Approximate isomorphism preserves entropy up to $O(\varepsilon)$. (If $H(\Lambda \mid \Lambda’) < \varepsilon$ and $H(\Lambda’ \mid \Lambda) < \varepsilon$, then $|H(\Lambda) - H(\Lambda’)| < \varepsilon$.) Therefore:

$$ H(\Lambda_\ast) \approx H(\Lambda) \approx H(\Lambda^\ast). $$

So $k_\ast \approx k^\ast$, which means the tradeoff interval $[k_\ast, k^\ast]$ from Part 3(c) collapses to approximately a single point.

Intuition. When a natural latent exists, there is essentially no tradeoff between mediation and redundancy. A single entropy level achieves near-zero error on both objectives simultaneously. The Pareto frontier degenerates to a single point. This is the key structural consequence of naturality: the “right” level of abstraction is essentially unique. $\square$

Condensation: Exercise Solutions

Exercise 1

Setup

We have an $\varepsilon$-approximate condensation $(Y_A)_{A \in \mathcal{P}^+I}$ of $X_1, \ldots, X_n$. Fix a non-empty subset $A \subseteq I$ and define:

$\Lambda = (Y_B : B \cap A \neq \emptyset,\ |B \cap A| \geq 2)$: latent variables touching at least two elements of $A$.
$Y’_{{i}} = (Y_B : B \cap A = \{i\})$: latent variables whose only overlap with $A$ is $\{i\}$.

Part 1(a): $X_i$ is a deterministic function of $(\Lambda, Y’_{{i}})$

Goal. Show that $H(X_i \mid \Lambda) \leq H(Y’_{{i}} \mid \Lambda)$.

Solution. By the LVM condition, $X_i$ is exactly recoverable from $Y_{\ni i} = (Y_B : i \in B)$, the collection of all latent variables “above” $i$.

We need to show that $Y_{\ni i}$ is contained in $(\Lambda, Y’_{{i}})$. Take any $Y_B$ with $i \in B$. There are two cases:

$|B \cap A| \geq 2$: Then $Y_B$ is part of $\Lambda$ by definition.
$|B \cap A| = 1$: Since $i \in B$ and $i \in A$, we must have $B \cap A = \{i\}$, so $Y_B$ is part of $Y’_{{i}}$.

Note that $|B \cap A| \geq 1$ always holds because $i \in B \cap A$. So every component of $Y_{\ni i}$ appears in either $\Lambda$ or $Y’_{{i}}$.
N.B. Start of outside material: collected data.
#[cfg(test)]
mod tests {
    use super::*;
    use crate::search::schema::{ResultKind, TorrentInfo};
    use anyhow::bail;
    use std::sync::atomic::AtomicUsize;
    use tokio::sync::mpsc;
    use tokio::sync::Notify;

    fn listing(name: &str, hash: &str, magnet_only: bool) -> RawResult {
        RawResult {
            display_name: name.to_string(),
            source: "mock".to_string(),
            detail_url: format!("http://tracker.example/{}", hash),
            kind: ResultKind::Torrent(TorrentInfo {
                filename: format!("{}.torrent", name),
                size: 2048,
                magnet: if magnet_only {
                    format!("magnet:?xt=urn:btih:{}", hash)
                } else {
                    String::new()
                },
                info_hash: hash.to_string(),
                seeds: 5,
                crawlable: true,
            }),
        }
    }

    fn child_of(parent: &Arc<RawResult>, name: &str) -> RawResult {
        RawResult {
            display_name: name.to_string(),
            source: parent.source.clone(),
            detail_url: parent.detail_url.clone(),
            kind: ResultKind::Crawled {
                parent: parent.clone(),
                filename: name.to_string(),
                size: 64,
            },
        }
    }

    struct StaticCrawlEngine {
        parents: Vec<RawResult>,
        crawl_calls: AtomicUsize,
        gate: Option<Arc<Notify>>,
        magnet_only: bool,
    }

    #[async_trait]
    impl CrawlEngine for StaticCrawlEngine {
        async fn search_page(&self, _query: &str) -> anyhow::Result<Vec<RawResult>> {
            Ok(self.parents.clone())
        }

        fn magnet_uri(&self, parent: &RawResult) -> Option<String> {
            if !self.magnet_only {
                return None;
            }
            match &parent.kind {
                ResultKind::Torrent(info) if !info.magnet.is_empty() => Some(info.magnet.clone()),
                _ => None,
            }
        }

        async fn crawl(
            &self,
            parent: &Arc<RawResult>,
            _torrent_data: Option<Vec<u8>>,
        ) -> anyhow::Result<Vec<RawResult>> {
            if let Some(gate) = &self.gate {
                gate.notified().await;
            }
            self.crawl_calls.fetch_add(1, Ordering::SeqCst);
            Ok(vec![child_of(parent, "file-a"), child_of(parent, "file-b")])
        }
    }

    struct NullResolver {
        fail: bool,
    }

    #[async_trait]
    impl MagnetResolver for NullResolver {
        async fn resolve(&self, _magnet: &str, _timeout: Duration) -> anyhow::Result<Vec<u8>> {
            if self.fail {
                bail!("resolver offline");
            }
            Ok(vec![1, 2, 3])
        }
    }

    fn sink_pair(
        token: SearchToken,
        control: &Arc<PerformerControl>,
    ) -> (
        BatchSink,
        mpsc::UnboundedReceiver<crate::search::manager::SearchEvent>,
    ) {
        let (tx, rx) = mpsc::unbounded_channel();
        (BatchSink::new(token, "mock", control.clone(), tx), rx)
    }

    fn crawled(
        engine: StaticCrawlEngine,
        cache: Arc<CrawlCache>,
        resolver: NullResolver,
    ) -> CrawledSearchPerformer<StaticCrawlEngine> {
        CrawledSearchPerformer::new(
            7,
            "ubuntu",
            "mock",
            engine,
            cache,
            Arc::new(resolver),
            Duration::from_millis(100),
        )
    }

    fn batch_count(rx: &mut mpsc::UnboundedReceiver<crate::search::manager::SearchEvent>) -> usize {
        let mut batches = 0;
        while rx.try_recv().is_ok() {
            batches += 1;
        }
        batches
    }

    #[tokio::test]
    async fn test_crawl_miss_writes_cache_and_emits() {
        let cache = Arc::new(CrawlCache::new());
        let engine = StaticCrawlEngine {
            parents: vec![listing("ubuntu", "aa11", false)],
            crawl_calls: AtomicUsize::new(0),
            gate: None,
            magnet_only: false,
        };
        let performer = crawled(engine, cache.clone(), NullResolver { fail: false });
        let (sink, mut rx) = sink_pair(7, performer.control());

        performer.run(sink).await.unwrap();

        assert_eq!(performer.engine.crawl_calls.load(Ordering::SeqCst), 1);
        assert_eq!(cache.get("aa11").unwrap().len(), 2);
        // one parent batch plus one child batch
        assert_eq!(batch_count(&mut rx), 2);
    }

    #[tokio::test]
    async fn test_crawl_hit_skips_network() {
        let cache = Arc::new(CrawlCache::new());
        let parent = Arc::new(listing("ubuntu", "aa11", false));
        cache.put("aa11", vec![child_of(&parent, "cached-file")]);

        let engine = StaticCrawlEngine {
            parents: vec![listing("ubuntu", "aa11", false)],
            crawl_calls: AtomicUsize::new(0),
            gate: None,
            magnet_only: false,
        };
        let performer = crawled(engine, cache.clone(), NullResolver { fail: false });
        let (sink, mut rx) = sink_pair(7, performer.control());

        performer.run(sink).await.unwrap();

        assert_eq!(performer.engine.crawl_calls.load(Ordering::SeqCst), 0);
        assert_eq!(batch_count(&mut rx), 2);
    }

    #[tokio::test]
    async fn test_stop_during_crawl_suppresses_cache_write_and_emission() {
        let cache = Arc::new(CrawlCache::new());
        let gate = Arc::new(Notify::new());
        let engine = StaticCrawlEngine {
            parents: vec![listing("ubuntu", "aa11", false)],
            crawl_calls: AtomicUsize::new(0),
            gate: Some(gate.clone()),
            magnet_only: false,
        };
        let performer = Arc::new(crawled(engine, cache.clone(), NullResolver { fail: false }));
        let (sink, mut rx) = sink_pair(7, performer.control());

        let runner = {
            let performer = performer.clone();
            tokio::spawn(async move { performer.run(sink).await })
        };
        // wait until the parent batch was emitted, then stop mid-crawl
        tokio::time::sleep(Duration::from_millis(20)).await;
        performer.stop();
        gate.notify_one();
        runner.await.unwrap().unwrap();

        assert!(cache.get("aa11").is_none());
        // only the parent batch made it out
        assert_eq!(batch_count(&mut rx), 1);
    }

    #[tokio::test]
    async fn test_magnet_failure_skips_parent_without_aborting() {
        let cache = Arc::new(CrawlCache::new());
        let engine = StaticCrawlEngine {
            parents: vec![listing("ubuntu", "aa11", true), listing("debian", "bb22", false)],
            crawl_calls: AtomicUsize::new(0),
            gate: None,
            magnet_only: true,
        };
        let performer = crawled(engine, cache.clone(), NullResolver { fail: true });
        let (sink, mut rx) = sink_pair(7, performer.control());

        performer.run(sink).await.unwrap();

        // first parent skipped, second expanded without magnet data
        assert!(cache.get("aa11").is_none());
        assert_eq!(cache.get("bb22").unwrap().len(), 2);
        assert_eq!(batch_count(&mut rx), 2);
    }

    struct FailingFetch;

    #[async_trait]
    impl FetchEngine for FailingFetch {
        async fn fetch(&self, _query: &str) -> anyhow::Result<Vec<RawResult>> {
            bail!("connection refused")
        }
    }

    #[tokio::test]
    async fn test_web_performer_error_ends_run_without_emission() {
        let performer = WebSearchPerformer::new(3, "debian", "mock", FailingFetch);
        let (sink, mut rx) = sink_pair(3, performer.control());
        assert!(performer.run(sink).await.is_err());
        assert_eq!(batch_count(&mut rx), 0);
    }

    #[tokio::test]
    async fn test_cancel_before_start_emits_nothing() {
        struct OneBatch;
        #[async_trait]
        impl FetchEngine for OneBatch {
            async fn fetch(&self, _query: &str) -> anyhow::Result<Vec<RawResult>> {
                Ok(vec![listing("ubuntu", "aa11", false)])
            }
        }
        let performer = WebSearchPerformer::new(3, "ubuntu", "mock", OneBatch);
        performer.stop();
        let (sink, mut rx) = sink_pair(3, performer.control());
        performer.run(sink).await.unwrap();
        assert_eq!(batch_count(&mut rx), 0);
    }

    #[test]
    fn test_control_is_monotonic_and_idempotent() {
        let control = PerformerControl::new();
        assert!(!control.is_stopped());
        control.stop();
        control.stop();
        assert!(control.is_stopped());
    }
}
Since $X_i = f_i(Y_{\ni i})$ for some deterministic function $f_i$ (the LVM recovery map), we have $X_i = f_i(\Lambda, Y’_{{i}})$.

Now, because $X_i$ is a deterministic function of $(\Lambda, Y’_{{i}})$:

$$ H(X_i \mid \Lambda) \leq H(Y’_{{i}} \mid \Lambda). \tag{1} $$

This follows from the data processing inequality: given $\Lambda$, $X_i$ is a function of $Y’_{{i}}$ alone, so the remaining uncertainty in $X_i$ cannot exceed the remaining uncertainty in $Y’_{{i}}$. $\square$

Part 1(b): $\sum_{i \in A} H(Y’_{{i}} \mid \Lambda) - \varepsilon \leq H(X_A) - H(\Lambda) \leq H(X_A \mid \Lambda)$

Goal. Establish the double inequality in (2).

Solution.

Right inequality ($H(X_A) - H(\Lambda) \leq H(X_A \mid \Lambda)$): By definition of mutual information,

$$ H(X_A \mid \Lambda) = H(X_A) - I(X_A; \Lambda). $$

Since mutual information is non-negative and bounded by the entropy of either argument:

$$ I(X_A; \Lambda) \leq H(\Lambda). $$

Therefore $H(X_A \mid \Lambda) = H(X_A) - I(X_A; \Lambda) \geq H(X_A) - H(\Lambda)$.

Left inequality ($\sum_{i \in A} H(Y’_{{i}} \mid \Lambda) - \varepsilon \leq H(X_A) - H(\Lambda)$): This is equivalent to showing

$$ \sum_{i \in A} H(Y’_{{i}} \mid \Lambda) + H(\Lambda) \leq H(X_A) + \varepsilon. $$

Step 1. We show that $\sum_{i \in A} H(Y’_{{i}} \mid \Lambda) + H(\Lambda) \leq \chi(A)$.

Recall that $\chi(A) = \sum_{B \cap A \neq \emptyset} H(Y_B \mid Y_{\supset B})$, which sums the conditional entropy of each $Y_B$ (that touches $A$) given all strictly higher-level latent variables.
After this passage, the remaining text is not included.